Just one business day before physicians were to have implemented the Federal Trade Commission’s Red Flag Rules, the government granted yet another temporary reprieve.
The FTC has now delayed the enforcement date until Dec. 21, 2010, for all creditors, including physicians, to implement policies to protect consumers from identity fraud. It is the third time the government has extended the deadline for certain industries to implement a program to detect, prevent, and mitigate instances of identity theft. The FTC rule classifies physicians and other small businesses as “creditors,” thus requiring them to adopt certain measures to prevent identity theft.
Last week, Sens. Mark Begich (D-Alaska) and John Thune (R-SD) introduced a bill (S 3416) that would exempt certain small businesses — including physician offices with fewer than 20 employees — from the rule’s requirements. The House passed similar legislation (HR 3763) in October 2009.

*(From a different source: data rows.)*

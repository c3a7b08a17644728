//! Plain display data derived from the store
//!
//! Everything here is terminal-agnostic; `draw` only styles and lays out.

use rust_decimal::prelude::ToPrimitive;
use rust_decimal::Decimal;

use crate::domain::format::{
    format_address, format_amount, format_change, format_date, format_percent,
    format_signed_amount, format_usd,
};
use crate::domain::{Chain, Direction, TxStatus};
use crate::store::{PageInfo, SortField, TransactionStore};

#[derive(Debug, Clone, PartialEq, Eq)]
pub struct TableRow {
    pub hash: String,
    pub date: String,
    pub tx_type: String,
    pub direction: String,
    pub counterparty: String,
    pub amount: String,
    pub token: String,
    pub usd_value: String,
    pub status: String,
    pub incoming: bool,
    pub failed: bool,
    pub edited: bool,
}

#[derive(Debug, Clone, PartialEq, Eq)]
pub struct SummaryCard {
    pub title: &'static str,
    pub value: String,
    pub detail: Option<String>,
}

#[derive(Debug, Clone, PartialEq, Eq)]
pub struct BreakdownRow {
    pub label: String,
    pub count: usize,
    /// Share of all effective transactions, 0-100
    pub percent: u16,
}

#[derive(Debug, Clone, Copy, PartialEq, Eq)]
pub struct DailyBar {
    /// Volume in thousandths of a native unit
    pub height: u64,
    pub positive: bool,
}

fn chain_of(store: &TransactionStore) -> Chain {
    store
        .analysis()
        .map(|a| a.chain)
        .unwrap_or(Chain::Ethereum)
}

/// Column titles with the sort arrow on the active column
pub fn column_titles(store: &TransactionStore) -> Vec<String> {
    let state = store.view_state();
    SortField::ALL
        .iter()
        .map(|field| {
            if *field == state.sort_field {
                format!("{} {}", field.title(), state.sort_direction.arrow())
            } else {
                field.title().to_string()
            }
        })
        .collect()
}

/// Rows of the current page
pub fn table_rows(store: &TransactionStore) -> Vec<TableRow> {
    let chain = chain_of(store);
    let (symbol, decimals) = (chain.symbol(), chain.display_decimals());
    store
        .page()
        .iter()
        .map(|tx| TableRow {
            hash: format_address(&tx.hash),
            date: format_date(tx.timestamp),
            tx_type: tx.tx_type.label().to_string(),
            direction: match tx.direction {
                Direction::In => "IN".to_string(),
                Direction::Out => "OUT".to_string(),
            },
            counterparty: format_address(tx.counterparty()),
            amount: format_signed_amount(tx, symbol, decimals),
            token: tx.token_or(symbol).to_string(),
            usd_value: format_usd(tx.usd_value),
            status: tx.status.label().to_string(),
            incoming: tx.direction == Direction::In,
            failed: tx.status == TxStatus::Failed,
            edited: tx.edited,
        })
        .collect()
}

pub fn summary_cards(store: &TransactionStore) -> Vec<SummaryCard> {
    let Some(analysis) = store.analysis() else {
        return Vec::new();
    };
    let (symbol, decimals) = (analysis.chain.symbol(), analysis.chain.display_decimals());
    let stats = store.effective_statistics();
    let balance = store.effective_balance().unwrap_or_default();

    let mut cards = vec![
        SummaryCard {
            title: "Current Balance",
            value: format_amount(balance.native, symbol, decimals),
            detail: (!balance.tokens.is_empty())
                .then(|| format!("+{} tokens", balance.tokens.len())),
        },
        SummaryCard {
            title: "Net Change",
            value: format_change(stats.net_change, symbol, decimals),
            detail: Some(format_percent(stats.net_change_percent(balance.native))),
        },
        SummaryCard {
            title: "Total In",
            value: format_amount(stats.total_in, symbol, decimals),
            detail: None,
        },
        SummaryCard {
            title: "Total Out",
            value: format_amount(stats.total_out, symbol, decimals),
            detail: None,
        },
        SummaryCard {
            title: "Transactions",
            value: stats.count.to_string(),
            detail: edits_detail(store),
        },
    ];

    if let Some(opening) = store.effective_opening_balance() {
        cards.insert(
            0,
            SummaryCard {
                title: "Opening Balance",
                value: format_amount(opening.native, symbol, decimals),
                detail: Some(format!("as of {}", analysis.range.start())),
            },
        );
    }
    cards
}

fn edits_detail(store: &TransactionStore) -> Option<String> {
    let overlay = store.overlay();
    let (deleted, edited) = (overlay.deleted_count(), overlay.edited_count());
    match (deleted, edited) {
        (0, 0) => None,
        (d, 0) => Some(format!("{} deleted", d)),
        (0, e) => Some(format!("{} edited", e)),
        (d, e) => Some(format!("{} deleted, {} edited", d, e)),
    }
}

pub fn pagination_label(store: &TransactionStore) -> String {
    match store.page_info() {
        PageInfo::Empty => "No transactions".to_string(),
        info @ PageInfo::Page {
            first_row,
            last_row,
            count,
            ..
        } => format!("Showing {}-{} of {}  ·  {}", first_row, last_row, count, info),
    }
}

pub fn type_breakdown(store: &TransactionStore) -> Vec<BreakdownRow> {
    let breakdown = store.type_breakdown();
    let total: usize = breakdown.iter().map(|(_, count)| count).sum();
    breakdown
        .into_iter()
        .map(|(tx_type, count)| BreakdownRow {
            label: tx_type.label().to_string(),
            count,
            percent: if total == 0 {
                0
            } else {
                ((count * 100 + total / 2) / total) as u16
            },
        })
        .collect()
}

pub fn daily_bars(store: &TransactionStore) -> Vec<DailyBar> {
    let scale = Decimal::from(1000);
    store
        .daily_activity()
        .into_iter()
        .map(|day| DailyBar {
            height: (day.volume * scale).round().to_u64().unwrap_or(u64::MAX),
            positive: day.net_change >= Decimal::ZERO,
        })
        .collect()
}
use std::fs;
use std::path::PathBuf;
use std::time::Duration;

use serde::Deserialize;

use crate::store::DEFAULT_PAGE_SIZE;

pub const DEFAULT_BACKEND_URL: &str = "http://localhost:8085/api";

#[derive(Debug, Clone, PartialEq, Eq, Deserialize)]
#[serde(default)]
pub struct Config {
    pub backend_url: String,
    pub page_size: usize,
    pub cache_ttl_secs: u64,
    pub request_timeout_secs: u64,
    pub export_dir: Option<PathBuf>,
}

impl Default for Config {
    fn default() -> Self {
        Self {
            backend_url: DEFAULT_BACKEND_URL.to_string(),
            page_size: DEFAULT_PAGE_SIZE,
            cache_ttl_secs: 60,
            request_timeout_secs: 30,
            export_dir: None,
        }
    }
}

impl Config {
    pub fn cache_ttl(&self) -> Duration {
        Duration::from_secs(self.cache_ttl_secs)
    }

    pub fn request_timeout(&self) -> Duration {
        Duration::from_secs(self.request_timeout_secs.max(1))
    }
}

/// Load the config file; a missing or malformed file yields defaults
pub fn load() -> Config {
    let Some(path) = config_path() else {
        return Config::default();
    };
    let content = match fs::read_to_string(&path) {
        Ok(content) => content,
        Err(_) => return Config::default(),
    };
    parse(&content)
}

fn parse(content: &str) -> Config {
    match toml::from_str::<Config>(content) {
        Ok(config) => config,
        Err(err) => {
            tracing::warn!(error = %err, "ignoring malformed config");
            Config::default()
        }
    }
}

pub fn config_path() -> Option<PathBuf> {
    if let Some(path) = std::env::var_os("SCREENER_CONFIG").map(PathBuf::from) {
        return Some(path);
    }
    if let Some(xdg) = std::env::var_os("XDG_CONFIG_HOME").map(PathBuf::from) {
        return Some(xdg.join("screener").join("config.toml"));
    }
    if let Some(home) = std::env::var_os("HOME").map(PathBuf::from) {
        return Some(home.join(".config").join("screener").join("config.toml"));
    }

    directories::ProjectDirs::from("io", "screener", "screener")
        .map(|dirs| dirs.config_dir().join("config.toml"))
}

pub fn data_dir() -> Option<PathBuf> {
    if let Some(xdg) = std::env::var_os("XDG_DATA_HOME").map(PathBuf::from) {
        return Some(xdg.join("screener"));
    }
    if let Some(home) = std::env::var_os("HOME").map(PathBuf::from) {
        return Some(home.join(".local").join("share").join("screener"));
    }
    directories::ProjectDirs::from("io", "screener", "screener")
        .map(|dirs| dirs.data_dir().to_path_buf())
}

pub fn log_path() -> Option<PathBuf> {
    data_dir().map(|dir| dir.join("screener.log"))
}

#[cfg(test)]
mod tests {
    use super::*;

    #[test]
    fn test_partial_file_keeps_defaults() {
        let config = parse("backend_url = \"https://api.example.com/api\"\npage_size = 25\n");
        assert_eq!(config.backend_url, "https://api.example.com/api");
        assert_eq!(config.page_size, 25);
        assert_eq!(config.cache_ttl(), Duration::from_secs(60));
        assert_eq!(config.export_dir, None);
    }

    #[test]
    fn test_malformed_file_yields_defaults() {
        assert_eq!(parse("page_size = \"many\""), Config::default());
        assert_eq!(parse("not toml at all ["), Config::default());
    }
}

According to an FTC statement, the delay will give congressional lawmakers time to consider legislation “that would affect the scope of entities covered by the rule.” The FTC also urged lawmakers to pass legislation that would “resolve any questions as to which entities are covered by the rule and obviate the need for further enforcement delays.” .
If Congress passes a bill that sets the Red Flags Rule’s compliance deadline earlier than Dec. 31, the FTC will begin enforcing the rule on the earlier date, officials said.
On May 21, 2010, the American Medical Association, American Osteopathic Association, and the Medical Society of the District of Columbia filed a lawsuit in federal court challenging the decision to classify physicians as “creditors” because they allow patients to defer payments.
The medical groups also said the implementation of the Red Flags Rule could threaten doctor-patient relationships and negatively affect patient care.